Marches géantes, pauses supplémentaires, « séances de confiance » : rien de tout cela ne changera soudainement votre forme physique au fil du temps. Mais la fatigue arrive immédiatement et demeure lors de l’événement.
Les gains de forme physique prennent du temps. La fatigue est beaucoup plus rapide.
Que faire la veille d’une course de vélo (checklist complète)
Maintenez l’intensité, perdez la fatigue
Vous voulez toujours un peu de netteté dans vos jambes.
- travail de seuil court,
- VO2 bref effort,
- quelques fortes accélérations.
Mais le volume total devrait diminuer considérablement.
Votre objectif est de rappeler au corps comment aller vite sans être constamment stressé.
La fraîcheur est étrange
Pendant les tapers, de nombreux coureurs commencent à s’inquiéter car ils se sentent soudainement à plat, lourds ou même légèrement lents. Dans la plupart des cas, c’est tout à fait normal. Après des mois de fatigue accumulée, la fraîcheur semble au premier abord inhabituelle. Ne gâchez pas votre cône parce qu’un trajet a été médiocre. Les cyclistes sont extrêmement doués pour transformer une mauvaise balade en une véritable crise psychologique.
Le sommeil et le carburant sont plus importants maintenant
Deux semaines avant l’événement, la récupération devient entraînement.

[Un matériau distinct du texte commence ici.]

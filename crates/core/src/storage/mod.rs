mod error;
mod http_mapping;
mod types;

pub use error::{RepositoryError, Result, TimeRangeError};
pub use http_mapping::repository_error_to_status_code;
pub use types::{format_timestamp, TimeRange};
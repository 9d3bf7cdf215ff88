//! Local user records keyed by the identity provider's stable `openId`.

mod functions;
mod traits;
mod types;

pub use functions::{apply_upsert, plan_upsert};
pub use traits::UserRepository;
pub use types::{Role, UpsertPlan, UpsertUser, User};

Mangez suffisamment de glucides. Hydratez-vous correctement. Dormez autant que possible.
Ce n’est pas le moment de suivre un régime agressif tout en essayant d’être performant. Chaque année, les cyclistes essaient.
- perdre du poids
- augmenter le FTP
- conique,
- et entraînez-vous dur en même temps.
Cela se termine rarement bien.
Les derniers jours
Quelques jours avant l’événement.
- faire des voyages courts
- implique des efforts plus difficiles,
- éviter l’accumulation de fatigue.
Arrêtez d’améliorer complètement votre condition physique la veille. Le travail est déjà fait.
À ce stade, votre travail consiste simplement à être calme, détendu et prêt à utiliser réellement la forme physique que vous avez passé des mois à développer.
Parce que les meilleurs coureurs en termes d’objectifs de la saison ne sont généralement pas ceux qui se sont le plus entraînés au cours des deux dernières semaines.
Ce sont eux qui ont résisté à l’envie de paniquer.
FAQ (car la folie est universelle)
Puis-je faire de l’exercice en 2 semaines ?
Très peu. L’objectif est désormais de réduire la fatigue tout en conservant la netteté.
Dois-je arrêter complètement l’intensité ?
Non. Maintenez une certaine intensité, mais réduisez considérablement la charge totale.
Pourquoi est-ce que je me sens pire pendant une semaine difficile ?
La dimension temporelle est commune. La fraîcheur est souvent retardée.
Faut-il charger des glucides ?
Pour les événements longs, oui, mais ne compliquez pas trop les choses. Mangez plus de glucides et restez hydraté.
Et si je me sens mal préparé ?
Presque tout le monde le fait avant les événements. C’est généralement le signe que votre fatigue diminue.